Viscoelastic constitutive models and their fractional representatives to capture the time-dependent response of DEAs on sinus excitation

Dielectric elastomer actuators (DEAs) are subjected to creep especially in the first few excitation cycles. This paper deals with viscoelastic constitutive models and their fractional representatives to capture time-dependent deformation of DEA on sinus excitation. The sine voltage signal with three different frequencies and the same amplitude was used for deformation of the DEA. Basic constitutive models and their fractional representations of Kelvin-Voigt, Zener, solid linear model (SLM), Burger model and Kelvin-Voigt-Maxwell model were taken into consideration for finding the optimal model describing the behavior of the DEA. The simplicity of forming governing equations of motion derived with the help of Laplace transformation for basic and fractional constitutive models is shown in the work. Electrical force was calculated with the help of Maxwell equation.
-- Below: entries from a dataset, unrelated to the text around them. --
//! Foundation pass: chambers, connecting passages, vertical shafts.

use glam::{UVec3, Vec3};

use crate::core::types::Result;
use crate::density::CaveDensitySampler;
use crate::features::{ChamberShape, FeatureId, FeatureRegistry, PassageKind};
use crate::generation::config::FoundationConfig;
use crate::generation::placement::{ensure_finite, ensure_positive, perpendicular_basis};
use crate::generation::{PassOutput, Tier};
use crate::math::{Aabb, SeqRng};
use crate::voxel::{CarveOp, Shape};

const SALT_JITTER: u32 = 100;
const SALT_SIZE: u32 = 110;
const SALT_ROUGH: u32 = 120;
const SALT_CURVE: u32 = 130;
const SALT_SHAFT: u32 = 140;

/// One grid candidate for a chamber center
#[derive(Clone, Copy, Debug, PartialEq)]
pub struct ChamberCandidate {
    pub index: u32,
    pub position: Vec3,
    /// Cellular value in [0, 1]; lower is closer to a cell center
    pub value: f32,
}

pub struct FoundationPass<'a> {
    config: &'a FoundationConfig,
    sampler: &'a CaveDensitySampler,
    region: &'a Aabb,
    seed: u32,
}

impl<'a> FoundationPass<'a> {
    pub fn new(
        config: &'a FoundationConfig,
        sampler: &'a CaveDensitySampler,
        region: &'a Aabb,
        seed: u32,
    ) -> Self {
        Self { config, sampler, region, seed }
    }

    /// Area chamber centers may occupy
    fn placement_bounds(&self) -> Aabb {
        self.region.shrunk(self.config.chamber_margin)
    }

    /// Jittered grid of candidate centers, x outermost, z innermost.
    pub fn candidates(&self) -> Vec<ChamberCandidate> {
        let bounds = self.placement_bounds();
        let size = bounds.size();
        let spacing = self.config.chamber_spacing;
        let counts = (size / spacing).floor().max(Vec3::ONE).as_uvec3();
        let cell = size / counts.as_vec3();

        let mut out = Vec::with_capacity((counts.x * counts.y * counts.z) as usize);
        let mut index = 0;
        for x in 0..counts.x {
            for y in 0..counts.y {
                for z in 0..counts.z {
                    let base = bounds.min + (UVec3::new(x, y, z).as_vec3() + Vec3::splat(0.5)) * cell;
                    let jitter = Vec3::new(
                        self.sampler.shape_sample(base, SALT_JITTER) - 0.5,
                        self.sampler.shape_sample(base, SALT_JITTER + 1) - 0.5,
                        self.sampler.shape_sample(base, SALT_JITTER + 2) - 0.5,
                    ) * cell * 0.5;
                    let position = bounds.clamp_point(base + jitter);
                    out.push(ChamberCandidate {
                        index,
                        position,
                        value: self.sampler.chamber_cell(position),
                    });
                    index += 1;
                }
            }
        }
        out
    }

    /// Candidates below the threshold; if fewer than `min_chambers` pass, the
    /// lowest-valued remaining ones fill up. At most `max_chambers`, in grid order.
    pub fn select(&self, candidates: &[ChamberCandidate]) -> Vec<ChamberCandidate> {
        let mut ranked: Vec<ChamberCandidate> = candidates.to_vec();
        ranked.sort_by(|a, b| a.value.total_cmp(&b.value).then(a.index.cmp(&b.index)));

        let passing = ranked
            .iter()
            .filter(|c| c.value < self.config.chamber_density_threshold)
            .count();
        let take = passing
            .max(self.config.min_chambers as usize)
            .min(self.config.max_chambers as usize)
            .min(ranked.len());
        if passing < take {
            log::debug!(
                "{} chamber candidates passed, accepting {} lowest-valued",
                passing, take
            );
        }

        let mut chosen: Vec<ChamberCandidate> = ranked.into_iter().take(take).collect();
        chosen.sort_by_key(|c| c.index);
        chosen
    }

    /// Chamber extents from noise: `(radii, shape, roughness)`.
    fn chamber_geometry(&self, center: Vec3) -> Result<(Vec3, ChamberShape, f32)> {
        let cfg = self.config;
        let s = |salt| self.sampler.shape_sample(center, salt);
        let span = cfg.chamber_max_radius - cfg.chamber_min_radius;
        let base = cfg.chamber_min_radius + s(SALT_SIZE) * span;
        let rx = (base * (0.8 + 0.4 * s(SALT_SIZE + 1)))
            .clamp(cfg.chamber_min_radius, cfg.chamber_max_radius);
        let rz = (base * (0.8 + 0.4 * s(SALT_SIZE + 2)))
            .clamp(cfg.chamber_min_radius, cfg.chamber_max_radius);
        let radii = Vec3::new(rx, base * cfg.chamber_flatten, rz);

        let rough = s(SALT_ROUGH);
        let shape = if rough > 0.5 { ChamberShape::Irregular } else { ChamberShape::Ellipsoid };

        ensure_finite("chamber", &[center, radii])?;
        ensure_positive("chamber", &radii.to_array())?;
        Ok((radii, shape, cfg.chamber_roughness * rough))
    }

    /// Curved polyline from `a` to `b`, endpoints included
    pub fn passage_polyline(&self, a: Vec3, b: Vec3) -> Result<Vec<Vec3>> {
        ensure_finite("passage", &[a, b])?;
        if a.distance_squared(b) < 1e-6 {
            return Err(crate::core::error::GenerationError::feature(
                "passage",
                "endpoints coincide",
            ));
        }
        let (u, v) = perpendicular_basis(b - a);
        let n = self.config.passage_waypoints;
        let amp = self.config.passage_curvature;
        let mut points = Vec::with_capacity(n as usize + 2);
        points.push(a);
        for k in 1..=n {
            let t = k as f32 / (n + 1) as f32;
            let p = a.lerp(b, t);
            let envelope = (t * std::f32::consts::PI).sin();
            let du = (self.sampler.shape_sample(p, SALT_CURVE) * 2.0 - 1.0) * amp;
            let dv = (self.sampler.shape_sample(p, SALT_CURVE + 1) * 2.0 - 1.0) * amp * 0.5;
            points.push(self.region.clamp_point(p + (u * du + v * dv) * envelope));
        }
        points.push(b);
        ensure_finite("passage", &points)?;
        Ok(points)
    }

    pub fn plan(&self, registry: &mut FeatureRegistry) -> PassOutput {
        let mut out = PassOutput::new(Tier::Foundation);
        let cfg = self.config;

        // Chambers
        let selected = self.select(&self.candidates());
        for candidate in &selected {
            out.planned += 1;
            match self.chamber_geometry(candidate.position) {
                Ok((radii, shape, roughness)) => {
                    let id = registry.add_chamber(candidate.position, radii, shape, roughness, true);
                    log::debug!("chamber {} at {:?} radii {:?}", id, candidate.position, radii);
                    out.ops.push(
                        CarveOp::carve(
                            Shape::Ellipsoid { center: candidate.position, radii, roughness },
                            "chamber",
                        )
                        .owned_by(id),
                    );
                }
                Err(err) => out.skip(err),
            }
        }

        // Passages, nearest pairs first
        let chambers: Vec<(FeatureId, Vec3)> =
            registry.chambers().iter().map(|c| (c.id, c.center)).collect();
        let mut pairs = Vec::new();
        for i in 0..chambers.len() {
            for j in (i + 1)..chambers.len() {
                let d = chambers[i].1.distance(chambers[j].1);
                if d >= cfg.passage_min_distance && d <= cfg.passage_max_distance {
                    pairs.push((d, i, j));
                }
            }
        }
        pairs.sort_by(|a, b| a.0.total_cmp(&b.0).then(a.1.cmp(&b.1)).then(a.2.cmp(&b.2)));

        let mut degree = vec![0u32; chambers.len()];
        for (_, i, j) in pairs {
            if degree[i] >= cfg.max_connections_per_chamber
                || degree[j] >= cfg.max_connections_per_chamber
            {
                continue;
            }
            out.planned += 1;
            let (a, b) = (chambers[i], chambers[j]);
            match self.passage_polyline(a.1, b.1) {
                Ok(points) => {
                    degree[i] += 1;
                    degree[j] += 1;
                    let id = registry.add_passage(
                        points.clone(),
                        cfg.passage_width,
                        Some(a.0),
                        Some(b.0),
                        PassageKind::Tunnel,
                    );
                    log::debug!("passage {} joins {} and {}", id, a.0, b.0);
                    out.ops.push(
                        CarveOp::carve(Shape::tube(points, cfg.passage_width * 0.5), "passage").owned_by(id),
                    );
                }
                Err(err) => out.skip(err),
            }
        }

        // Shafts
        if cfg.shafts_enabled {
            let chambers: Vec<(FeatureId, Vec3, Vec3)> =
                registry.chambers().iter().map(|c| (c.id, c.center, c.radii)).collect();
            for (id, center, radii) in chambers {
                let mut rng = SeqRng::for_instance(self.seed, SALT_SHAFT, id.0);
                if !rng.chance(cfg.shaft_chance) {
                    continue;
                }
                out.planned += 1;
                let height = cfg.shaft_min_height
                    + self.sampler.shape_sample(center, SALT_SHAFT + 1)
                        * (cfg.shaft_max_height - cfg.shaft_min_height);
                let radius = cfg.shaft_min_radius
                    + self.sampler.shape_sample(center, SALT_SHAFT + 2)
                        * (cfg.shaft_max_radius - cfg.shaft_min_radius);
                let base = center + Vec3::Y * radii.y * 0.5;
                let planned = ensure_finite("shaft", &[base])
                    .and_then(|_| ensure_positive("shaft", &[height, radius]));
                match planned {
                    Ok(()) => {
                        let shaft = registry.add_shaft(id, base, height, radius);
                        out.ops.push(
                            CarveOp::carve(Shape::Cylinder { base, height, radius }, "shaft").owned_by(shaft),
                        );
                    }
                    Err(err) => out.skip(err),
                }
            }
        }

        out
    }
}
Responses of constitutive models were calculated with the help of Matlab. Constitutive parameters were optimized with the help of direct search and multiple starting point search method in Matlab. Fractional SLM was found to be the most optimal for describing time-dependent deformation on sinus excitation signal for the DEA. This work can be the basis on which control algorithms can be simulated for control of the DEA or any similar soft actuator.

Automated summary

This study focuses on the creep behavior of dielectric elastomer actuators (DEAs) in the first few excitation cycles. By comparing different constitutive models, the fractional SLM model was found to be the most suitable for describing the time-dependent deformation of DEAs under sinusoidal excitation. Optimization of constitutive parameters using Matlab provides a foundation for simulating control algorithms for DEAs or similar soft actuators.